§ What you should do
Every line of the records that holds the word "async" should be copied out.

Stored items
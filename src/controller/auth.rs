use axum::{
    extract::{Query, State},
    http::StatusCode,
    response::{IntoResponse, Redirect},
    Json,
};
use tower_sessions::Session;

use crate::{
    error::AppError,
    middleware::{auth::AuthGuard, session::AuthSession},
    model::{api::ErrorDto, user::CurrentUserDto},
    service::auth::{callback::SteamReturnParams, SteamAuthService},
    state::AppState,
};

/// Tag for grouping authentication endpoints in OpenAPI documentation
pub static AUTH_TAG: &str = "auth";

/// Begin the Steam login flow.
///
/// Redirects the browser to the Steam community login page. Steam sends the
/// user back to `/api/auth/return` with a signed OpenID assertion.
///
/// # Returns
/// - `307 Temporary Redirect` - To the Steam login page
/// - `500 Internal Server Error` - The login URL could not be built
#[utoipa::path(
    get,
    path = "/api/auth/login",
    tag = AUTH_TAG,
    responses(
        (status = 307, description = "Redirect to the Steam login page"),
        (status = 500, description = "Internal server error", body = ErrorDto)
    ),
)]
pub async fn login(State(state): State<AppState>) -> Result<impl IntoResponse, AppError> {
    let auth_service = SteamAuthService::new(
        &state.db,
        &state.http_client,
        &state.steam_api_key,
        &state.app_url,
        state.bootstrap_admin,
    );

    let url = auth_service.login_url()?;

    Ok(Redirect::temporary(url.as_str()))
}

/// Complete the Steam login flow.
///
/// Verifies the OpenID assertion with Steam, upserts the user from their
/// player summary, stores the steam id in the session, and sends the
/// browser back to the portal.
///
/// # Returns
/// - `307 Temporary Redirect` - Login complete, back to `/`
/// - `400 Bad Request` - The assertion is malformed
/// - `401 Unauthorized` - Steam rejected the assertion
/// - `500 Internal Server Error` - Steam or database failure
#[utoipa::path(
    get,
    path = "/api/auth/return",
    tag = AUTH_TAG,
    responses(
        (status = 307, description = "Login complete, redirect to the portal"),
        (status = 400, description = "Malformed OpenID assertion", body = ErrorDto),
        (status = 401, description = "Steam rejected the assertion", body = ErrorDto),
        (status = 500, description = "Internal server error", body = ErrorDto)
    ),
)]
pub async fn steam_return(
    State(state): State<AppState>,
    session: Session,
    Query(params): Query<SteamReturnParams>,
) -> Result<impl IntoResponse, AppError> {
    let auth_service = SteamAuthService::new(
        &state.db,
        &state.http_client,
        &state.steam_api_key,
        &state.app_url,
        state.bootstrap_admin,
    );

    let user = auth_service.callback(&params).await?;

    AuthSession::new(&session).set_steam_id(user.steam_id).await?;

    tracing::info!("User {} logged in", user.steam_id);

    Ok(Redirect::temporary("/"))
}

/// Log the current user out.
///
/// Clears the session and sends the browser back to the portal.
///
/// # Returns
/// - `307 Temporary Redirect` - Session cleared, back to `/`
#[utoipa::path(
    get,
    path = "/api/auth/logout",
    tag = AUTH_TAG,
    responses(
        (status = 307, description = "Session cleared, redirect to the portal")
    ),
)]
pub async fn logout(session: Session) -> Result<impl IntoResponse, AppError> {
    AuthSession::new(&session).clear().await;

    Ok(Redirect::temporary("/"))
}

/// Get the current user.
///
/// Resolves the session to the stored user plus the derived whitelist flag.
/// The flag is recomputed on every call, so a fresh approval shows up
/// without re-login.
///
/// # Returns
/// - `200 OK` - The current user
/// - `401 Unauthorized` - Not logged in
#[utoipa::path(
    get,
    path = "/api/auth/user",
    tag = AUTH_TAG,
    responses(
        (status = 200, description = "The current user", body = CurrentUserDto),
        (status = 401, description = "User not authenticated", body = ErrorDto)
    ),
)]
pub async fn get_user(
    State(state): State<AppState>,
    session: Session,
) -> Result<impl IntoResponse, AppError> {
    let user = AuthGuard::new(&state.db, &session).require().await?;

    Ok((StatusCode::OK, Json(user.into_dto())))
}
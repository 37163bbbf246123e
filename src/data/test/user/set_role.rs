use super::*;

/// Tests promoting a user to admin.
///
/// Verifies that the repository updates the stored role and that the new
/// role is visible on the next lookup.
///
/// Expected: Ok with role persisted as ADMIN
#[tokio::test]
async fn promotes_user_to_admin() -> Result<(), AppError> {
    let test = TestBuilder::new()
        .with_table(entity::prelude::User)
        .build()
        .await
        .unwrap();
    let db = test.db.as_ref().unwrap();

    factory::user::create_user_with_steam_id(db, 76561198000000001).await?;

    let repo = UserRepository::new(db);
    repo.set_role(76561198000000001, Role::Admin).await?;

    let user = repo
        .find_by_steam_id(76561198000000001)
        .await?
        .expect("user should exist");
    assert_eq!(user.role, Role::Admin);

    Ok(())
}

/// Tests demoting an admin back to a normal user.
///
/// Verifies that role changes work in both directions.
///
/// Expected: Ok with role persisted as NORMAL
#[tokio::test]
async fn demotes_admin_to_normal() -> Result<(), AppError> {
    let test = TestBuilder::new()
        .with_table(entity::prelude::User)
        .build()
        .await
        .unwrap();
    let db = test.db.as_ref().unwrap();

    factory::user::UserFactory::new(db)
        .steam_id(76561198000000001)
        .role("ADMIN")
        .build()
        .await?;

    let repo = UserRepository::new(db);
    repo.set_role(76561198000000001, Role::Normal).await?;

    let user = repo
        .find_by_steam_id(76561198000000001)
        .await?
        .expect("user should exist");
    assert_eq!(user.role, Role::Normal);

    Ok(())
}

/// Tests setting a role for a steam id with no record.
///
/// Verifies that the update is a no-op rather than an error when the user
/// does not exist; the service layer is responsible for reporting missing
/// users.
///
/// Expected: Ok with no user created
#[tokio::test]
async fn is_noop_for_unknown_user() -> Result<(), AppError> {
    let test = TestBuilder::new()
        .with_table(entity::prelude::User)
        .build()
        .await
        .unwrap();
    let db = test.db.as_ref().unwrap();

    let repo = UserRepository::new(db);
    repo.set_role(76561198000000001, Role::Admin).await?;

    assert!(repo.find_by_steam_id(76561198000000001).await?.is_none());

    Ok(())
}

§ Solution to the exercise
pub async fn login(State(state): State<AppState>) -> Result<impl IntoResponse, AppError> {
pub async fn steam_return(
pub async fn logout(session: Session) -> Result<impl IntoResponse, AppError> {
pub async fn get_user(
async fn promotes_user_to_admin() -> Result<(), AppError> {
async fn demotes_admin_to_normal() -> Result<(), AppError> {
async fn is_noop_for_unknown_user() -> Result<(), AppError> {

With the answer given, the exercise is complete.